In Siemens, lo smart working fa scuola

Di Matteo Murrone
Arrivato l’accordo sindacale con tutte le firme delle maggiori sigle sindacali, dopo sei anni di sperimentazione parziale, dello smart working. Si avete capito bene, sei anni. Dal 2018 diventa la normalità per tutti i 2.000 dipendenti ( impiegati). Nello specifico per questi non c’è l’obbligo di timbrare il c.d. “cartellino” in entrata e uscita, ma possono lavorare da casa o altrove è il misuratore della valutazione della perfomance non è in giorni o in ora, bensì la fissazione di obbiettivi precisi che puoi svolgere anche non dall’ufficio, con successivo controllo del risultato. Un caso che fa scuola perché questo strumento di lavoro agile è esteso a tutti i dipendenti. Quindi il dipendente si sente più motivato e più auto-responsabile, perché lo stesso può portare i bimbi all’asilo o svolgere altre attività, senza dover ricorrere a “sacrifici” temporali, che impediscono molte volte di non essere presenti in ufficio e prendersi ore di permesso.
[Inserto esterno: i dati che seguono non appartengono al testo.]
//! Async entry points: image → model analysis → archived text → PDF report.
//!
//! ## Pipeline
//!
//! ```text
//! image ref ─▶ fetch_image ─▶ encode_image ─▶ request_analysis ─▶ save_text_report
//!                                                                   │
//!                                         spawn_blocking(assemble + write_report)
//! ```
//!
//! The model call is the only network-bound step; layout runs on a blocking
//! worker so a large background image never stalls the runtime.

use crate::assemble::{assemble, write_report};
use crate::config::{AnalysisConfig, ReportConfig, DEFAULT_PROVIDER};
use crate::error::ReportError;
use crate::output::{AnalysisOutput, ReportOutput};
use crate::pipeline::encode::encode_image;
use crate::pipeline::input::{fetch_image, ImageSource, ResolvedImage};
use crate::pipeline::llm::request_analysis;
use crate::progress::ReportStage;
use crate::prompts::build_user_prompt;
use edgequake_llm::{LLMProvider, ProviderFactory};
use std::path::{Path, PathBuf};
use std::sync::Arc;
use tracing::{info, warn};

/// Resolve the LLM provider, from most-specific to least-specific.
///
/// 1. **Pre-built provider** (`config.provider`), used as-is.
/// 2. **Named provider** (`config.provider_name`) with `config.model`.
/// 3. **Environment pair** `FOL_LLM_PROVIDER` + `FOL_MODEL`, both non-empty.
/// 4. **Full auto-detection** via [`ProviderFactory::from_env`].
///
/// Resolved per call; nothing is cached process-wide.
pub fn resolve_provider(config: &AnalysisConfig) -> Result<Arc<dyn LLMProvider>, ReportError> {
    if let Some(ref provider) = config.provider {
        return Ok(Arc::clone(provider));
    }

    if let Some(ref name) = config.provider_name {
        return create_provider(name, &config.model);
    }

    if let (Ok(prov), Ok(model)) = (
        std::env::var("FOL_LLM_PROVIDER"),
        std::env::var("FOL_MODEL"),
    ) {
        if !prov.is_empty() && !model.is_empty() {
            return create_provider(&prov, &model);
        }
    }

    if std::env::var("OPENAI_API_KEY").is_ok_and(|k| !k.is_empty()) {
        return create_provider(DEFAULT_PROVIDER, &config.model);
    }

    let (llm_provider, _embedding) =
        ProviderFactory::from_env().map_err(|e| ReportError::ProviderNotConfigured {
            provider: "auto".to_string(),
            hint: format!(
                "No LLM provider could be auto-detected from environment.\n\
                For DashScope set OPENAI_API_KEY and OPENAI_BASE_URL=\
                https://dashscope.aliyuncs.com/compatible-mode/v1.\n\
                Error: {}",
                e
            ),
        })?;
    Ok(llm_provider)
}

fn create_provider(name: &str, model: &str) -> Result<Arc<dyn LLMProvider>, ReportError> {
    ProviderFactory::create_llm_provider(name, model).map_err(|e| {
        ReportError::ProviderNotConfigured {
            provider: name.to_string(),
            hint: format!("{e}"),
        }
    })
}

/// Ask the vision model to analyse an already-fetched image.
///
/// `prompt` overrides the default prompt (see [`build_user_prompt`]).
pub async fn analyze_image(
    image: &ResolvedImage,
    prompt: Option<&str>,
    config: &AnalysisConfig,
) -> Result<AnalysisOutput, ReportError> {
    let provider = resolve_provider(config)?;
    let bytes = tokio::fs::read(image.path())
        .await
        .map_err(|e| ReportError::InputUnreadable {
            path: image.path().to_path_buf(),
            source: e,
        })?;
    let data = encode_image(&bytes, config.max_image_bytes)?;
    let user_prompt = build_user_prompt(prompt);

    info!(
        "Analysing {} ({} bytes) with {}",
        image.path().display(),
        bytes.len(),
        config.model
    );
    let output = request_analysis(&provider, data, &user_prompt, config).await?;
    info!(
        "Analysis done: {} chars, {} in / {} out tokens, {} ms",
        output.text.chars().count(),
        output.input_tokens,
        output.output_tokens,
        output.duration_ms
    );
    Ok(output)
}

/// Archive raw analysis text as `{YYYYmmdd_HHMMSS}_{name}_{stem}.txt` in `dir`.
///
/// `stem` is the image's file stem, or `report` when there is none.
pub fn save_text_report(
    text: &str,
    name: &str,
    image: Option<&ImageSource>,
    dir: &Path,
) -> Result<PathBuf, ReportError> {
    let ts = chrono::Local::now().format("%Y%m%d_%H%M%S");
    let stem = image
        .and_then(ImageSource::stem)
        .unwrap_or_else(|| "report".to_string());
    let file_name = crate::assemble::sanitize_file_name(&format!("{ts}_{name}_{stem}.txt"));
    let path = dir.join(file_name);

    std::fs::create_dir_all(dir).map_err(|e| ReportError::OutputWriteFailed {
        path: path.clone(),
        source: e,
    })?;
    std::fs::write(&path, text).map_err(|e| ReportError::OutputWriteFailed {
        path: path.clone(),
        source: e,
    })?;
    info!("Saved analysis text to {}", path.display());
    Ok(path)
}

/// Full run: fetch the image, analyse it, archive the text and write the PDF.
pub async fn generate_report(
    image: &str,
    name: &str,
    prompt: Option<&str>,
    analysis: &AnalysisConfig,
    report: &ReportConfig,
) -> Result<ReportOutput, ReportError> {
    let source = ImageSource::parse(image);

    let resolved = stage(report, ReportStage::FetchImage, async {
        let r = fetch_image(&source, analysis.download_timeout_secs).await?;
        let detail = r.path().display().to_string();
        Ok::<_, ReportError>((r, detail))
    })
    .await?;

    let analysis_out = stage(report, ReportStage::Analyze, async {
        let out = analyze_image(&resolved, prompt, analysis).await?;
        let detail = format!("{} in / {} out tokens", out.input_tokens, out.output_tokens);
        Ok::<_, ReportError>((out, detail))
    })
    .await?;

    let text_path = stage(report, ReportStage::SaveText, async {
        let p = save_text_report(&analysis_out.text, name, Some(&source), &report.output_dir)?;
        let detail = p.display().to_string();
        Ok::<_, ReportError>((p, detail))
    })
    .await?;

    // The thumbnail reads the local copy; the download is dropped afterwards.
    let thumb = ImageSource::LocalPath(resolved.path().to_path_buf());
    let recorded_source = resolved.source().clone();
    let text = analysis_out.text;
    let user_name = name.to_string();
    let config = report.clone();

    let assembled = stage(report, ReportStage::Render, async move {
        let r = tokio::task::spawn_blocking(move || {
            assemble(&text, Some(&thumb), Some(&user_name), &config)
        })
        .await
        .map_err(|e| ReportError::Internal(format!("Render task panicked: {e}")))??;
        let detail = format!("{} pages", r.page_count);
        Ok::<_, ReportError>((r, detail))
    })
    .await?;
    drop(resolved);

    let out_dir = report.output_dir.clone();
    let (assembled, pdf_path) = stage(report, ReportStage::Write, async move {
        let (r, p) = tokio::task::spawn_blocking(move || {
            let p = write_report(&assembled, &out_dir)?;
            Ok::<_, ReportError>((assembled, p))
        })
        .await
        .map_err(|e| ReportError::Internal(format!("Write task panicked: {e}")))??;
        let detail = p.display().to_string();
        Ok::<_, ReportError>(((r, p), detail))
    })
    .await?;

    // Record the caller's reference, not the temp copy used for rendering.
    let mut output = ReportOutput::from_assembled(assembled, pdf_path, Some(text_path));
    output.metadata.source_image = Some(recorded_source);
    Ok(output)
}

/// Run one stage, reporting start/complete/error to the progress callback.
async fn stage<T, F>(config: &ReportConfig, stage: ReportStage, fut: F) -> Result<T, ReportError>
where
    F: std::future::Future<Output = Result<(T, String), ReportError>>,
{
    let cb = config.progress_callback.as_ref();
    if let Some(cb) = cb {
        cb.on_stage_start(stage);
    }
    match fut.await {
        Ok((value, detail)) => {
            if let Some(cb) = cb {
                cb.on_stage_complete(stage, &detail);
            }
            Ok(value)
        }
        Err(e) => {
            warn!("Stage '{}' failed: {}", stage, e);
            if let Some(cb) = cb {
                cb.on_error(stage, &e.to_string());
            }
            Err(e)
        }
    }
}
Con questo progetto si sancisce l’autonomia di svolgere il proprio lavoro, purchè logicamente, si arriva a quel famoso obbiettivo da raggiungere di cui ne parlavo qualche riga più su. Quindi massima organizzazione flessibile e piena autonomia per lavoratore/lavoratrice. Ovviamente non riuscire a raggiungere l’obbiettivo non implica sanzione ma evidentemente esiste qualche problema e allo stesso tempo ci saranno dei premi per chi addirittura supera il traguardo da raggiungere. Ora in Siemens si segnala un cambio di rotta e di tendenza al lavoro di ufficio che porta inevitabilmente a dare maggiori responsabilità e miglior controllo sugli obiettivi da raggiungere da parte del lavoratore. Ancora una volta è la partecipazione impresa e sindacati che “regalano” questi accordi che in un certo senso riescono a tracciare una linea ben definita che il lavoro è cambiato e si dirige sempre di più verso queste organizzazioni flessibili del lavoro.